かなり表情が出てきたことに、日本号は安堵する。
ここまでの時間、今日は凝りが増えていない。
ひとまずは落ち着いたのだろう。
「今日はもう仕事するなよ」
「は?」
「するなら、俺が付く」
「え」
「増えそうなら止める」
「……」
「人前では出来ないだろ」
娘が視線を外へ向ける。
「……最低限、終わらせるものがありまして……」
「おう」
「……終わったら。もう少しだけ、あなたの時間をください……」
ゆっくりと日本号を振り返った娘は、恥ずかしそうに微笑んでいた。
春の野に咲く小さな小花のように。
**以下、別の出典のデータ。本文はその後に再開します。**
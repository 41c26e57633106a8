use crate::protocol::FieldMetadata;
use crate::result::{InteractionOutcome, InteractionResult};

/// Default sensitive field names that should be masked in output.
pub const DEFAULT_SENSITIVE_FIELDS: &[&str] = &[
    "password",
    "secret",
    "token",
    "cvv",
    "ssn",
    "card_number",
    "credit_card",
];

/// Score below which a resolved target is flagged in output.
const LOW_CONFIDENCE_NOTE_BELOW: u8 = 80;

pub fn format_result(result: &InteractionResult, sensitive_fields: &[String]) -> String {
    if !result.success {
        let message = result.message.as_deref().unwrap_or("failed");
        return format!("error {} {:?}: {}", result.operation, result.target, message);
    }

    let mut output = format!("ok {} {:?}", result.operation, result.target);

    if let Some(method) = result.method {
        match result.score {
            Some(score) => output.push_str(&format!(" via {} ({})", method, score)),
            None => output.push_str(&format!(" via {}", method)),
        }
    }
    if let Some(locator) = &result.locator {
        output.push_str(&format!(" @ {}", locator));
    }

    match &result.outcome {
        Some(InteractionOutcome::Filled { value }) => {
            let shown = mask_sensitive(value, &result.target, sensitive_fields);
            output.push_str(&format!(" = {:?}", shown));
        }
        Some(InteractionOutcome::Selected { text, value }) => {
            output.push_str(&format!(" = {:?} [{}]", text, value));
        }
        Some(InteractionOutcome::Radio { label, value, .. }) => {
            output.push_str(&format!(" = {:?} [{}]", label, value));
        }
        Some(InteractionOutcome::Checkbox { checked, changed }) => {
            let state = if *checked { "checked" } else { "unchecked" };
            if *changed {
                output.push_str(&format!(" = {}", state));
            } else {
                output.push_str(&format!(" = {} (unchanged)", state));
            }
        }
        Some(InteractionOutcome::Clicked { tag }) => output.push_str(&format!(" <{}>", tag)),
        Some(InteractionOutcome::Submitted { form }) => {
            if let Some(form) = form {
                output.push_str(&format!(" form={}", form));
            }
        }
        Some(InteractionOutcome::Debug(info)) => {
            output.push_str(&format!(
                "\n  <{}> type={} label={:?}",
                info.tag, info.field_type, info.label
            ));
            if !info.id.is_empty() {
                output.push_str(&format!(" id={}", info.id));
            }
            if !info.name.is_empty() {
                output.push_str(&format!(" name={}", info.name));
            }
            if !info.classes.is_empty() {
                output.push_str(&format!(" class={}", info.classes.join(".")));
            }
            let vis = &info.visibility;
            output.push_str(&format!(
                "\n  visible={} display={} visibility={} opacity={} offset_parent={} @ ({:.0},{:.0}) {:.0}x{:.0}",
                vis.visible,
                vis.display,
                vis.visibility,
                vis.opacity,
                vis.offset_parent,
                vis.rect.x,
                vis.rect.y,
                vis.rect.width,
                vis.rect.height
            ));
            output.push_str(&format!("\n  xpath={} css={}", info.xpath, info.selector));
            if let Some(value) = &info.value {
                let shown = mask_sensitive(value, &info.name, sensitive_fields);
                output.push_str(&format!("\n  value={:?}", shown));
            }
            if !info.ancestors.is_empty() {
                output.push_str(&format!("\n  ancestors: {}", info.ancestors.join(" < ")));
            }
            if info.match_count > 1 {
                output.push_str(&format!("\n  # {} elements matched, showing first", info.match_count));
            }
        }
        None => {}
    }

    if let Some(score) = result.score
        && score < LOW_CONFIDENCE_NOTE_BELOW
    {
        output.push_str(" (Note: low confidence match, verify before use)");
    }

    output
}

pub fn format_results(results: &[InteractionResult], sensitive_fields: &[String]) -> String {
    let ok = results.iter().filter(|r| r.success).count();
    let mut output = format!("{}/{} fields succeeded\n", ok, results.len());
    for result in results {
        output.push_str(&format_result(result, sensitive_fields));
        output.push('\n');
    }
    output
}

pub fn format_fields(fields: &[FieldMetadata]) -> String {
    if fields.is_empty() {
        return "No visible form fields".to_string();
    }

    let mut output = String::new();
    for (i, field) in fields.iter().enumerate() {
        // e.g. [1] email "Email address" {required} #email
        output.push_str(&format!(
            "[{}] {} {:?}",
            i + 1,
            field.field_type,
            field.label
        ));
        if field.required {
            output.push_str(" {required}");
        }
        output.push_str(&format!(" {}", field.selector));
        if !field.placeholder.is_empty() {
            output.push_str(&format!(" placeholder={:?}", field.placeholder));
        }

        let choices = if field.radio_options.is_empty() {
            &field.options
        } else {
            &field.radio_options
        };
        if !choices.is_empty() {
            let texts: Vec<&str> = choices.iter().map(|o| o.text.as_str()).collect();
            output.push_str(&format!(" [{}]", texts.join(" | ")));
        }

        if let Some(example) = &field.example {
            let shown = mask_sensitive(example, &field.name, &[]);
            output.push_str(&format!(" = {:?}", shown));
        }
        if let Some(xpath) = &field.xpath {
            output.push_str(&format!("\n    {}", xpath));
        }
        output.push('\n');
    }
    output
}

pub fn mask_sensitive(value: &str, field_name: &str, sensitive_fields: &[String]) -> String {
    let lower_field = field_name.to_lowercase();

    let is_sensitive = sensitive_fields
        .iter()
        .any(|f| lower_field.contains(&f.to_lowercase()))
        || DEFAULT_SENSITIVE_FIELDS
            .iter()
            .any(|f| lower_field.contains(*f));

    if is_sensitive {
        "••••••••".to_string()
    } else {
        value.to_string()
    }
}

#[cfg(test)]
mod tests {
    use super::*;
    use crate::protocol::{FieldType, OptionEntry};
    use crate::result::{FailureKind, MatchMethod, Operation};

    #[test]
    fn test_format_fill_success() {
        let result = InteractionResult::succeeded(Operation::Fill, "Email")
            .with_method(MatchMethod::ExactLabelMatch)
            .with_score(100)
            .with_locator("//*[@id=\"email\"]")
            .with_outcome(InteractionOutcome::Filled {
                value: "a@b.c".into(),
            });

        assert_eq!(
            format_result(&result, &[]),
            "ok fill \"Email\" via exact_label_match (100) @ //*[@id=\"email\"] = \"a@b.c\""
        );
    }

    #[test]
    fn test_format_masks_password() {
        let result = InteractionResult::succeeded(Operation::Fill, "Password")
            .with_outcome(InteractionOutcome::Filled {
                value: "hunter2".into(),
            });
        let out = format_result(&result, &[]);
        assert!(out.contains("••••••••"));
        assert!(!out.contains("hunter2"));
    }

    #[test]
    fn test_format_low_confidence_note() {
        let result = InteractionResult::succeeded(Operation::Fill, "Email")
            .with_method(MatchMethod::PositionalFallback)
            .with_score(60);
        assert!(format_result(&result, &[]).contains("low confidence"));
    }

    #[test]
    fn test_format_failure() {
        let result = InteractionResult::failed(
            Operation::Select,
            "#country",
            FailureKind::OptionNotFound,
            "Option 'Mars' not found. Available: USA, Canada",
        );
        assert_eq!(
            format_result(&result, &[]),
            "error select \"#country\": Option 'Mars' not found. Available: USA, Canada"
        );
    }

    #[test]
    fn test_format_fields() {
        let fields = vec![FieldMetadata {
            label: "Country".into(),
            name: "country".into(),
            id: "country".into(),
            field_type: FieldType::Select,
            required: true,
            placeholder: String::new(),
            options: vec![OptionEntry::new("us", "USA"), OptionEntry::new("ca", "Canada")],
            radio_options: vec![],
            selector: "#country".into(),
            xpath: None,
            example: Some("USA".into()),
        }];

        assert_eq!(
            format_fields(&fields),
            "[1] select \"Country\" {required} #country [USA | Canada] = \"USA\"\n"
        );
    }

    #[test]
    fn test_mask_custom_field() {
        assert_eq!(mask_sensitive("1234", "pin_code", &["pin".into()]), "••••••••");
        assert_eq!(mask_sensitive("John", "first_name", &["pin".into()]), "John");
    }
}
控えめに。
「んなけち臭いこと言うなよ」
日本号は自分の首元が、ムズムズとこそばゆくなって。
でも、娘の変化が嬉しくて、目を離せなかった。
(そうだ、その顔だ)
「もっともっていっても構わねぇぞ」
「え、い、いえ。少しで、大丈夫です」
慌てた様子で娘が続ける。
それから、柔らかく笑う。
「……それで、十分です」
主が眩しそうに日本号を見つめる。
「何がだ?」
意味も分からず、日本号が問い返すと。
「もう私の時間は多くないですから」
「少しだけ」
言葉の意味を考え、日本号は笑いを消す。
流石に、考えを変えるまでには至っていないらしい。
「……くそっ、絶対、生きたいって言わせるからな」
悔しさの滲む声に、娘が苦笑を返す。
「頑張ってください」
「他人事にすんな」
日本号の指摘に、娘はただ笑って、何も答えなかった。
ただし娘の視線は、少し迷うように揺れていた。